El abrazo de Marcelo

Dijo ayer Carlo Ancelotti que la temporada había sido "fácil" por la relación que ha tenido con los jugadores. Porque nadie ha puesto mala cara frente a sus decisiones, porque nadie ha creado un problema. El símbolo de esta simbiosis con los futbolistas relevantes y menos relevantes de la plantilla (Bale y Hazard ya no caben en ninguna de estas dos categorías) se vio de forma espectacular en los últimos segundos del partido de vuelta de la semifinal de Champions contra el City. Justo cuando Rodrygo anotó el segundo gol del Madrid, promesa de prórroga, Marcelo se lanzó sobre Carletto y le dio un gran y emotivo abrazo. No era tan evidente que el lateral brasileño muestre tanto cariño hacia el entrenador porque, en definitiva, jugó muy poco esta temporada. Por lo menos no tanto como su estatus de capitán y leyenda del club y sus esperanzas lo pedían.

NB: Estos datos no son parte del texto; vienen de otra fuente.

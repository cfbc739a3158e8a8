//! # Polled acquisition, one channel at a time
//!
//! Each sensor is converted with its own configure → start → poll → read →
//! stop sequence. Polling is bounded by the configured timeout, measured
//! with a [`fugit_timer::Timer`]. A failed step leaves a [`Fault`] in the
//! sample slot of that sensor instead of a value.

use fugit::TimerDurationU32;

use crate::config::Config;
use crate::hal::{HalError, SingleConversion};
use crate::sample::{ChannelId, Fault, Sample, CHANNEL_COUNT};
use crate::stats::{ErrorCounters, ErrorStats};

#[cfg_attr(feature = "defmt", derive(defmt::Format))]
#[derive(Debug, Clone, Copy, PartialEq, Eq)]
#[non_exhaustive]
pub enum Error {
    /// Sensor index is not below [`CHANNEL_COUNT`]
    InvalidChannel,
    /// A step of the conversion failed; the fault is also stored in the sample slot
    Fault(Fault, HalError),
}

/// Outcome of the last call of each conversion step, `None` meaning success
#[cfg_attr(feature = "defmt", derive(defmt::Format))]
#[derive(Debug, Clone, Copy, PartialEq, Eq, Default)]
pub struct DebugStatus {
    pub config: Option<HalError>,
    pub start: Option<HalError>,
    pub poll: Option<HalError>,
}

/// Six sensors sampled by polling a single-conversion ADC
pub struct PollingSensor<A, T, const HZ: u32> {
    adc: A,
    timer: T,
    config: Config,
    samples: [Sample; CHANNEL_COUNT],
    errors: ErrorCounters,
    debug: DebugStatus,
}

impl<A, T, const HZ: u32> PollingSensor<A, T, HZ>
where
    A: SingleConversion,
    T: fugit_timer::Timer<HZ>,
{
    pub fn new(adc: A, timer: T, config: Config) -> Self {
        Self {
            adc,
            timer,
            config,
            samples: [Sample::default(); CHANNEL_COUNT],
            errors: ErrorCounters::new(),
            debug: DebugStatus::default(),
        }
    }

    /// Converts sensor `id` and stores the result or the fault in its slot
    ///
    /// An out of range `id` is counted as an error but touches no slot.
    pub fn operation(&mut self, id: u8) -> Result<u16, Error> {
        let sensor = match ChannelId::new(id) {
            Some(sensor) => sensor,
            None => {
                self.errors.record(Some(id), HalError::Error);
                warn!("sensor {} out of range", id);
                return Err(Error::InvalidChannel);
            }
        };

        match self.convert(sensor) {
            Ok(word) => {
                let sample = Sample::from_conversion(word);
                self.samples[sensor.index()] = sample;
                self.errors.conversion_started();
                Ok(sample.value().unwrap_or_default())
            }
            Err((fault, status)) => {
                self.samples[sensor.index()] = Sample::Fault(fault);
                self.errors.record(Some(id), status);
                warn!("sensor {}: {} ({})", id, fault, status);
                Err(Error::Fault(fault, status))
            }
        }
    }

    /// Converts sensors `0..total`, `total` being clamped to [`CHANNEL_COUNT`]
    ///
    /// Returns how many of them produced a value.
    pub fn operation_all_channels(&mut self, total: u8) -> usize {
        let total = total.min(CHANNEL_COUNT as u8);
        (0..total).filter(|&id| self.operation(id).is_ok()).count()
    }

    fn convert(&mut self, sensor: ChannelId) -> Result<u16, (Fault, HalError)> {
        let channel = self.config.channels[sensor.index()];

        let configured = self.adc.configure_channel(channel);
        self.debug.config = configured.err();
        configured.map_err(|e| (Fault::Config, e))?;

        let started = self.adc.start();
        self.debug.start = started.err();
        started.map_err(|e| (Fault::Start, e))?;

        let polled = self.wait_end_of_conversion();
        self.debug.poll = polled.err();
        if let Err(e) = polled {
            self.adc.stop().ok();
            return Err((Fault::Timeout, e));
        }

        let value = self.adc.read();
        self.adc.stop().ok();
        Ok(value)
    }

    fn wait_end_of_conversion(&mut self) -> Result<(), HalError> {
        let timeout: TimerDurationU32<HZ> = self.config.timeout.convert();
        self.timer.start(timeout).map_err(|_| HalError::Error)?;
        loop {
            match self.adc.poll() {
                Ok(()) => {
                    self.timer.cancel().ok();
                    return Ok(());
                }
                Err(nb::Error::Other(e)) => {
                    self.timer.cancel().ok();
                    return Err(e);
                }
                Err(nb::Error::WouldBlock) => {}
            }
            match self.timer.wait() {
                Ok(()) => return Err(HalError::Timeout),
                Err(nb::Error::WouldBlock) => {}
                Err(nb::Error::Other(_)) => return Err(HalError::Error),
            }
        }
    }

    pub fn sample(&self, id: u8) -> Option<Sample> {
        ChannelId::new(id).map(|sensor| self.samples[sensor.index()])
    }

    pub fn samples(&self) -> &[Sample; CHANNEL_COUNT] {
        &self.samples
    }

    /// Slots as sentinel-coded words
    pub fn raw_samples(&self) -> [u32; CHANNEL_COUNT] {
        self.samples.map(Sample::to_raw)
    }

    pub fn error_count(&self) -> u32 {
        self.errors.total()
    }

    pub fn errors(&self) -> ErrorStats {
        self.errors.snapshot()
    }

    pub fn debug_status(&self) -> DebugStatus {
        self.debug
    }

    /// Clears counters and step statuses, samples are kept
    pub fn reset_errors(&mut self) {
        self.errors.reset();
        self.debug = DebugStatus::default();
    }

    pub fn config(&self) -> &Config {
        &self.config
    }

    pub fn release(self) -> (A, T) {
        (self.adc, self.timer)
    }
}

Marcelo vivió muy mal su repetitiva suplencia con Zinedine Zidane en el banquillo e, incluso, llegó a quejarse directamente al entrenador galo por su situación. Valdebebas recuerda todavía un momento tenso en el despacho de Zizou. Mi compatriota supo tranquilizar al capitán, pero Ancelotti ha conseguido en los últimos meses devolverle la felicidad. Marcelo se va a marchar del Madrid y que lo pueda hacer por la puerta grande y sin 'mal rollo' será también una victoria del técnico italiano.